CNN reports that at least nine locations in Libya are home to these slave auctions where young men are sold off for work. Most of them are migrants from other parts of Africa.
“Does anybody need a digger? This is a digger, a big strong man, he’ll dig,” the salesman, dressed in camouflage gear, says. “What am I bid, what am I bid?”
Buyers raise their hands as the price rises, “500, 550, 600, 650 …” Within minutes it is all over and the men, utterly resigned to their fate, are being handed over to their new “masters.”
After the auction, we met two of the men who had been sold. They were so traumatized by what they’d been through that they could not speak, and so scared that they were suspicious of everyone they met.

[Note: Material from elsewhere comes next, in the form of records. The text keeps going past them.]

//! Error types for legacy chunklist parsing and range validation

use thiserror::Error;

/// Errors that can occur when parsing or validating a chunklist
#[derive(Error, Debug)]
pub enum ChunklistError {
    /// Document is not well-formed XML or lacks required elements
    #[error("XML decode error: {0}")]
    Xml(#[from] serde_xml_rs::Error),

    /// Info link or download response is not valid JSON
    #[error("JSON decode error: {0}")]
    Json(#[from] serde_json::Error),

    /// Attribute value cannot be interpreted
    #[error("Invalid attribute {name}={value:?}")]
    InvalidAttribute {
        /// Attribute name
        name: &'static str,
        /// Raw attribute value
        value: String,
    },

    /// Timestamp attribute is in no known layout
    #[error("Invalid timestamp: {0:?}")]
    InvalidTimestamp(String),

    /// Chunk range ends before it starts
    #[error("Chunk {id} has inverted range [{start}, {end})")]
    InvertedRange {
        /// Chunk id
        id: u32,
        /// Range start
        start: u64,
        /// Range end
        end: u64,
    },

    /// Chunk starts after the previous chunk ended
    #[error("Gap before chunk {id}: expected offset {expected}, found {found}")]
    Gap {
        /// Chunk id
        id: u32,
        /// Offset the previous chunk ended at
        expected: u64,
        /// Offset the chunk starts at
        found: u64,
    },

    /// Chunk starts before the previous chunk ended
    #[error("Chunk {id} overlaps previous chunk: expected offset {expected}, found {found}")]
    Overlap {
        /// Chunk id
        id: u32,
        /// Offset the previous chunk ended at
        expected: u64,
        /// Offset the chunk starts at
        found: u64,
    },

    /// Chunks do not end at the file size
    #[error("Chunks cover {covered} bytes, file has {expected}")]
    CoverageMismatch {
        /// File size
        expected: u64,
        /// Offset the last chunk ends at
        covered: u64,
    },
}

/// Type alias for chunklist operation results
pub type Result<T> = std::result::Result<T, ChunklistError>;
//! Shared document handling: zlib inflation, schema version checks and
//! lenient field decoding
//!
//! The content system is not consistent about scalar encodings. Ids and
//! sizes arrive as JSON numbers in some documents and as strings in others,
//! and timestamps use several layouts. The helpers here accept every form
//! observed in the wild and normalize it once.

use std::io::Read;

use chrono::{DateTime, NaiveDateTime, Utc};
use flate2::read::ZlibDecoder;
use serde::{Deserialize, Deserializer};
use serde_json::Value;

use crate::error::{ManifestError, Result};

/// Maximum allowed size of an inflated document (256 MB)
///
/// Limits decompression output to prevent denial of service via
/// compression bombs. The largest generation-2 manifests are a few tens of
/// megabytes once inflated.
pub const MAX_DOCUMENT_SIZE: usize = 256 * 1024 * 1024;

/// Inflate a zlib-compressed document
pub fn inflate(data: &[u8]) -> Result<Vec<u8>> {
    let mut decoder = ZlibDecoder::new(data).take(MAX_DOCUMENT_SIZE as u64 + 1);
    let mut inflated = Vec::new();
    decoder.read_to_end(&mut inflated)?;

    if inflated.len() > MAX_DOCUMENT_SIZE {
        return Err(ManifestError::DecompressionLimit {
            limit: MAX_DOCUMENT_SIZE,
        });
    }

    Ok(inflated)
}

/// Decode a JSON document and check that its `version` field equals `expected`
pub fn versioned_document(data: &[u8], expected: u64) -> Result<Value> {
    let value: Value = serde_json::from_slice(data)?;
    let found = value
        .get("version")
        .and_then(Value::as_u64)
        .ok_or(ManifestError::MissingVersion)?;

    if found != expected {
        return Err(ManifestError::SchemaMismatch { expected, found });
    }

    Ok(value)
}

/// Parse a content-system timestamp
///
/// Accepts RFC 3339, ISO 8601 with a colon-less offset (`+0000`) and the
/// naive `YYYY-MM-DD HH:MM:SS` layout used by chunklists, which is UTC.
pub fn parse_timestamp(text: &str) -> Option<DateTime<Utc>> {
    let text = text.trim();

    DateTime::parse_from_rfc3339(text)
        .or_else(|_| DateTime::parse_from_str(text, "%Y-%m-%dT%H:%M:%S%z"))
        .map(|t| t.with_timezone(&Utc))
        .ok()
        .or_else(|| {
            NaiveDateTime::parse_from_str(text, "%Y-%m-%d %H:%M:%S")
                .or_else(|_| NaiveDateTime::parse_from_str(text, "%Y-%m-%dT%H:%M:%S"))
                .ok()
                .map(|t| t.and_utc())
        })
}

#[derive(Deserialize)]
#[serde(untagged)]
enum Scalar {
    Number(u64),
    Text(String),
}

impl Scalar {
    fn into_string(self) -> String {
        match self {
            Self::Number(n) => n.to_string(),
            Self::Text(s) => s,
        }
    }
}

pub(crate) fn u64_from_any<'de, D>(deserializer: D) -> std::result::Result<u64, D::Error>
where
    D: Deserializer<'de>,
{
    match Scalar::deserialize(deserializer)? {
        Scalar::Number(n) => Ok(n),
        Scalar::Text(s) => s.trim().parse().map_err(serde::de::Error::custom),
    }
}

pub(crate) fn opt_u64_from_any<'de, D>(deserializer: D) -> std::result::Result<Option<u64>, D::Error>
where
    D: Deserializer<'de>,
{
    match Option::<Scalar>::deserialize(deserializer)? {
        None => Ok(None),
        Some(Scalar::Number(n)) => Ok(Some(n)),
        Some(Scalar::Text(s)) if s.trim().is_empty() => Ok(None),
        Some(Scalar::Text(s)) => s.trim().parse().map(Some).map_err(serde::de::Error::custom),
    }
}

pub(crate) fn string_from_any<'de, D>(deserializer: D) -> std::result::Result<String, D::Error>
where
    D: Deserializer<'de>,
{
    Scalar::deserialize(deserializer).map(Scalar::into_string)
}

pub(crate) fn strings_from_any<'de, D>(deserializer: D) -> std::result::Result<Vec<String>, D::Error>
where
    D: Deserializer<'de>,
{
    Ok(Option::<Vec<Scalar>>::deserialize(deserializer)?
        .unwrap_or_default()
        .into_iter()
        .map(Scalar::into_string)
        .collect())
}

pub(crate) fn timestamp_from_str<'de, D>(deserializer: D) -> std::result::Result<DateTime<Utc>, D::Error>
where
    D: Deserializer<'de>,
{
    let text = String::deserialize(deserializer)?;
    parse_timestamp(&text)
        .ok_or_else(|| serde::de::Error::custom(format!("invalid timestamp: {text}")))
}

The men who are sold at these auctions are sometimes those who have run out of funds to get to Europe as they’ve journeyed from other parts of Africa to the north coast. One man, Victory, was “sold as a laborer by his smugglers, who told him that the profit made from the transactions would serve to reduce his debt. But after weeks of being forced to work, Victory was told the money he’d been bought for wasn’t enough. He was returned to his smugglers, only to be re-sold several more times.”
Victory was eventually released after his smugglers demanded ransom payments from his family. He is not in a detention center waiting to be sent back to Nigeria. “I go back and start back from square one. It’s very painful. Very painful.”